Weeks later, the argument was presented at the podium when the students debated as Adams and Jefferson, focusing on the size and role of government, the Alien and Sedition Acts and slavery. Striking was the cordial tenor; all the politicians were civilized and appropriate—because they had practiced many times.
Around the campaign tables school children huddled in conversation, engaged in history as an evolving dialogue. First-graders and second-graders crowded around the third and fourth graders, lolling questions about Jefferson and Adams. What are your major accomplishments? Why should I vote for you? Why couldn’t women vote in 1800? The kindergartners asked more basic questions. What is democracy? That afternoon, the 8- and 9-year-olds were the teachers, imparting lessons they had learned in class and on their own about their candidates and the electoral process.
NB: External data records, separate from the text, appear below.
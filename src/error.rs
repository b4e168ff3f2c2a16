//! # Error Handling
//!
//! This module defines the centralized error type for `gallery-build`. It uses
//! the `thiserror` library to describe every failure the engine can run into,
//! each variant carrying enough context (document path, property, image,
//! command) to print a single useful diagnostic.
//!
//! ## Key Components
//!
//! - **`Error`**: The enum of all failure modes. Every variant is fatal to the
//!   image (or run) that produced it; nothing in the engine retries.
//!
//! - **`Result<T>`**: A type alias for `std::result::Result<T, Error>`.
//!
//! The catalog's "resource not found" answer is deliberately absent from this
//! enum. It is a legitimate absent value and is returned as `Ok(None)` by the
//! catalog collaborator.

use thiserror::Error;

use crate::model::{AZURE_ALIASES, PACKER_ALIASES};

/// Main error type for gallery-build operations
#[derive(Error, Debug)]
pub enum Error {
    /// A line of a configuration document could not be understood.
    #[error("Malformed document {source_name} (line {line}): {message}\n  {content}")]
    MalformedDocument {
        source_name: String,
        line: usize,
        content: String,
        message: String,
    },

    /// A directory that must contain a configuration document does not exist.
    #[error("Directory not found: {path}")]
    DirectoryNotFound { path: String },

    /// Zero (for a required document) or two candidate files were found.
    #[error("{message} in {dir}")]
    AmbiguousOrMissingDocument { dir: String, message: String },

    /// A required property is absent or has no value.
    #[error("{path} is missing a value for required property {key}")]
    MissingRequiredProperty { path: String, key: String },

    /// A property that is not in the allowed set was declared.
    #[error("{path} contains an invalid property {key}")]
    UnknownProperty { path: String, key: String },

    /// A property has the wrong shape (list vs scalar).
    #[error("{path}: property {key} must be {expected}")]
    InvalidPropertyType {
        path: String,
        key: String,
        expected: &'static str,
    },

    /// The builder selector did not match any known alias.
    #[error("Image {image} has an invalid builder property value '{value}'{}", hint_builders())]
    InvalidBuilderKind { image: String, value: String },

    /// buildResourceGroup / tempResourceGroup / location are inconsistent.
    #[error("Image {image} has an invalid resource group configuration: {message}")]
    ResourceGroupConfigurationConflict { image: String, message: String },

    /// An external tool exited non-zero (other than the catalog's not-found marker).
    #[error("Command failed: {command} - {stderr}")]
    ExternalToolFailure { command: String, stderr: String },

    /// An external tool printed something that could not be decoded.
    #[error("Could not decode response of {command}: {message}")]
    ResponseDecodeFailure { command: String, message: String },

    /// An image document's `version` is not a `major.minor.patch` triple.
    #[error("{path} has an invalid version '{value}', expected major.minor.patch")]
    InvalidVersion { path: String, value: String },

    /// The worker pool for concurrent runs could not be started.
    #[error("Could not start worker pool: {0}")]
    ThreadPool(#[from] rayon::ThreadPoolBuildError),

    /// An I/O error, wrapped from `std::io::Error`.
    #[error("I/O error: {0}")]
    Io(#[from] std::io::Error),

    /// A JSON serialization error, wrapped from `serde_json::Error`.
    #[error("JSON error: {0}")]
    Json(#[from] serde_json::Error),

    /// A regular expression error, wrapped from `regex::Error`.
    #[error("Regex error: {0}")]
    Regex(#[from] regex::Error),
}

fn hint_builders() -> String {
    let aliases: Vec<&str> = PACKER_ALIASES
        .iter()
        .chain(AZURE_ALIASES)
        .copied()
        .collect();
    format!("\n  hint: use one of {}", aliases.join(", "))
}

/// A convenient type alias for `Result<T, Error>`.
pub type Result<T> = std::result::Result<T, Error>;

#[cfg(test)]
mod tests {
    use super::*;

    #[test]
    fn test_error_display_malformed_document() {
        let error = Error::MalformedDocument {
            source_name: "gallery.yaml".to_string(),
            line: 3,
            content: "just text".to_string(),
            message: "line does not contain a colon".to_string(),
        };
        let display = format!("{}", error);
        assert!(display.contains("gallery.yaml"));
        assert!(display.contains("line 3"));
        assert!(display.contains("just text"));
    }

    #[test]
    fn test_error_display_missing_required_property() {
        let error = Error::MissingRequiredProperty {
            path: "images/Foo/image.yaml".to_string(),
            key: "sku".to_string(),
        };
        let display = format!("{}", error);
        assert!(display.contains("images/Foo/image.yaml"));
        assert!(display.contains("required property sku"));
    }

    #[test]
    fn test_error_display_invalid_builder_has_hint() {
        let error = Error::InvalidBuilderKind {
            image: "Foo".to_string(),
            value: "docker".to_string(),
        };
        let display = format!("{}", error);
        assert!(display.contains("'docker'"));
        assert!(display.contains("hint:"));
        assert!(display.contains("packer"));
    }

    #[test]
    fn test_builder_hint_lists_every_alias() {
        let hint = hint_builders();
        for alias in PACKER_ALIASES.iter().chain(AZURE_ALIASES) {
            assert!(hint.contains(alias), "hint is missing {alias}");
        }
        assert!(hint.contains("azure-image-builder"));
    }

    #[test]
    fn test_error_display_invalid_version() {
        let error = Error::InvalidVersion {
            path: "images/Foo/image.yaml".to_string(),
            value: "latest".to_string(),
        };
        let display = format!("{}", error);
        assert!(display.contains("'latest'"));
        assert!(display.contains("major.minor.patch"));
    }

    #[test]
    fn test_error_display_external_tool_failure() {
        let error = Error::ExternalToolFailure {
            command: "az sig image-definition show".to_string(),
            stderr: "Authorization failed".to_string(),
        };
        let display = format!("{}", error);
        assert!(display.contains("Command failed"));
        assert!(display.contains("Authorization failed"));
    }

    #[test]
    fn test_error_from_io_error() {
        let io_error = std::io::Error::new(std::io::ErrorKind::NotFound, "File not found");
        let error: Error = io_error.into();
        let display = format!("{}", error);
        assert!(display.contains("I/O error"));
        assert!(display.contains("File not found"));
    }

    #[test]
    fn test_error_from_json_error() {
        let json_error = serde_json::from_str::<serde_json::Value>("{unclosed").unwrap_err();
        let error: Error = json_error.into();
        assert!(format!("{}", error).contains("JSON error"));
    }
}
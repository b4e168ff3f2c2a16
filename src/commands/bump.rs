//! Bump command implementation
//!
//! Raises the `version` in image documents so the next `build` publishes a
//! new image version. Patch is bumped unless `--major` or `--minor` is given.
//! Only the images directory is read, so no gallery document is needed.

use std::path::PathBuf;

use anyhow::{Context, Result};
use clap::Args;

use gallery_build::output::{emoji, OutputConfig};
use gallery_build::resolve::Workspace;
use gallery_build::version::{self, BumpKind};

/// Arguments for the bump command
#[derive(Args, Debug)]
pub struct BumpArgs {
    /// Repository root containing the images directory
    #[arg(
        short,
        long,
        value_name = "PATH",
        env = "GALLERY_BUILD_REPO",
        default_value = "."
    )]
    pub repo: PathBuf,

    /// Names of images to bump (all images when omitted)
    #[arg(short, long, value_name = "NAME", num_args = 1..)]
    pub images: Vec<String>,

    /// Bump the major version, resetting minor and patch
    #[arg(long, conflicts_with = "minor")]
    pub major: bool,

    /// Bump the minor version, resetting patch
    #[arg(long)]
    pub minor: bool,
}

impl BumpArgs {
    fn kind(&self) -> BumpKind {
        if self.major {
            BumpKind::Major
        } else if self.minor {
            BumpKind::Minor
        } else {
            BumpKind::Patch
        }
    }
}

/// Execute the bump command
pub fn execute(args: BumpArgs, color_flag: &str) -> Result<()> {
    let out = OutputConfig::from_env_and_flag(color_flag);
    let workspace = Workspace::new(&args.repo)
        .with_context(|| format!("Invalid repository path: {}", args.repo.display()))?;

    let bumps = version::bump_images(&workspace, &args.images, args.kind())?;
    for bump in &bumps {
        println!(
            "{} {} {} -> {}",
            emoji(&out, "⬆️", "[BUMP]"),
            bump.image,
            bump.from,
            bump.to
        );
    }
    println!(
        "{} Bumped {} image(s)",
        emoji(&out, "✅", "[OK]"),
        bumps.len()
    );
    Ok(())
}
Sitting on the sidelines, I thought to myself, “These children really know how to make a compelling argument—and how to consider the perspective of someone else.” Therein lay the seedlings of empathy.
In the end, history did repeat itself. Jefferson won, capturing 54.3 percent of the vote. And the even bigger winner? Livnat, 8, who gave Jefferson’s acceptance speech. She had originally sworn to her teacher that she would never speak in public—and then clamored to do so, overcoming her fear with great poise and confidence.
The Election of 1800 in 2016 taught my son and his peers that their voices count: in the classroom, at school, with the grownups. It also taught them that every voter, and every vote, counts.
So what swayed the youngest voters to choose Jefferson? For many kindergarteners, the winning ticket was whomever their older siblings had recommended. For others, it was the ice cream.
But one young voter, Yehonatan, 5, formulated a heuristic of his own.
“For me, it had to be Thomas Jefferson. He sounds just like Thomas the Tank Engine!”
Many a voter has chosen candidates for lesser reasons than that.